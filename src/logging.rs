//! tracing 初始化
//!
//! 日志按天滚动写入应用日志目录，无法创建时退回临时目录。
//! 过滤规则取自 `RUST_LOG`，默认 `zcode_untitled=info`。

use std::path::{Path, PathBuf};

use tracing_appender::non_blocking::WorkerGuard;
use tracing_subscriber::layer::SubscriberExt;
use tracing_subscriber::util::SubscriberInitExt;
use tracing_subscriber::EnvFilter;

use crate::services::adapters::paths::ensure_log_dir;

const LOG_FILE_PREFIX: &str = "zcode-untitled.log";
const DEFAULT_FILTER: &str = "zcode_untitled=info";

/// 持有后台写线程，drop 时刷新剩余日志
pub struct LoggingGuard {
    _guard: WorkerGuard,
    log_dir: PathBuf,
}

impl LoggingGuard {
    pub fn log_dir(&self) -> &Path {
        &self.log_dir
    }
}

fn resolve_log_dir() -> Option<PathBuf> {
    ensure_log_dir()
        .or_else(|_| -> std::io::Result<PathBuf> {
            let dir = std::env::temp_dir().join("zcode").join("logs");
            std::fs::create_dir_all(&dir)?;
            Ok(dir)
        })
        .ok()
}

/// 已安装全局 subscriber 时返回 None
pub fn init() -> Option<LoggingGuard> {
    let log_dir = resolve_log_dir()?;

    let file_appender = tracing_appender::rolling::daily(&log_dir, LOG_FILE_PREFIX);
    let (non_blocking, guard) = tracing_appender::non_blocking(file_appender);

    let env_filter =
        EnvFilter::try_from_default_env().unwrap_or_else(|_| EnvFilter::new(DEFAULT_FILTER));

    let subscriber = tracing_subscriber::registry().with(env_filter).with(
        tracing_subscriber::fmt::layer()
            .with_writer(non_blocking)
            .with_ansi(false)
            .with_target(true)
            .with_file(true)
            .with_line_number(true),
    );

    if subscriber.try_init().is_err() {
        return None;
    }

    tracing::info!(log_dir = %log_dir.display(), "tracing initialized");

    Some(LoggingGuard {
        _guard: guard,
        log_dir,
    })
}
use super::*;

#[test]
fn test_fire_in_registration_order() {
    let emitter: Emitter<u32> = Emitter::new();
    let log = Rc::new(RefCell::new(Vec::new()));

    let l1 = Rc::clone(&log);
    let _a = emitter.subscribe(move |v| l1.borrow_mut().push(("a", *v)));
    let l2 = Rc::clone(&log);
    let _b = emitter.subscribe(move |v| l2.borrow_mut().push(("b", *v)));

    emitter.fire(&7);

    assert_eq!(*log.borrow(), vec![("a", 7), ("b", 7)]);
}

#[test]
fn test_drop_subscription_removes_listener() {
    let emitter: Emitter<()> = Emitter::new();
    let count = Rc::new(Cell::new(0));

    let c = Rc::clone(&count);
    let sub = emitter.subscribe(move |_| c.set(c.get() + 1));
    emitter.fire(&());
    drop(sub);
    emitter.fire(&());

    assert_eq!(count.get(), 1);
    assert_eq!(emitter.listener_count(), 0);
}

#[test]
fn test_listener_disposed_during_fire_is_skipped() {
    let emitter: Emitter<()> = Emitter::new();
    let second_calls = Rc::new(Cell::new(0));
    let second_sub: Rc<RefCell<Option<Subscription>>> = Rc::new(RefCell::new(None));

    let slot = Rc::clone(&second_sub);
    let _first = emitter.subscribe(move |_| {
        if let Some(mut sub) = slot.borrow_mut().take() {
            sub.dispose();
        }
    });
    let c = Rc::clone(&second_calls);
    *second_sub.borrow_mut() = Some(emitter.subscribe(move |_| c.set(c.get() + 1)));

    emitter.fire(&());

    assert_eq!(second_calls.get(), 0);
}

#[test]
fn test_subscription_outlives_emitter() {
    let emitter: Emitter<()> = Emitter::new();
    let mut sub = emitter.subscribe(|_| {});
    drop(emitter);

    sub.dispose();
    assert!(sub.is_disposed());
}

#[test]
fn test_emitter_dispose_drops_all_listeners() {
    let emitter: Emitter<()> = Emitter::new();
    let count = Rc::new(Cell::new(0));
    let c = Rc::clone(&count);
    let _sub = emitter.subscribe(move |_| c.set(c.get() + 1));

    emitter.dispose();
    emitter.fire(&());

    assert_eq!(count.get(), 0);
    assert!(!emitter.has_listeners());
}

#[test]
fn test_disposable_store_clear() {
    let emitter: Emitter<()> = Emitter::new();
    let mut store = DisposableStore::new();
    store.add(emitter.subscribe(|_| {}));
    store.add(emitter.subscribe(|_| {}));
    assert_eq!(store.len(), 2);
    assert_eq!(emitter.listener_count(), 2);

    store.clear();
    assert!(store.is_empty());
    assert_eq!(emitter.listener_count(), 0);
}
use super::*;

#[test]
fn test_get_log_dir() {
    let dir = get_log_dir();
    // 在测试环境中应该能获取到目录
    assert!(dir.is_some());
    let dir = dir.unwrap();
    assert!(dir.to_string_lossy().contains(APP_NAME));
    assert!(dir.to_string_lossy().contains(LOG_DIR));
}

#[test]
fn test_get_settings_path() {
    let path = get_settings_path();
    assert!(path.is_some());
    let path = path.unwrap();
    assert!(path.to_string_lossy().ends_with(SETTINGS_FILE));
    assert!(path.starts_with(get_app_data_dir().unwrap()));
}

#[test]
fn test_app_data_dir_layout() {
    let Some(app_dir) = get_app_data_dir() else {
        return;
    };
    assert!(app_dir.ends_with(APP_NAME));
    assert_eq!(get_log_dir(), Some(app_dir.join(LOG_DIR)));
    assert_eq!(get_settings_path(), Some(app_dir.join(SETTINGS_FILE)));
}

#### EXERCISE AIM
The reply should consist solely of the number of lines in the records that include "RefCell".

#### TASK SOLUTION
2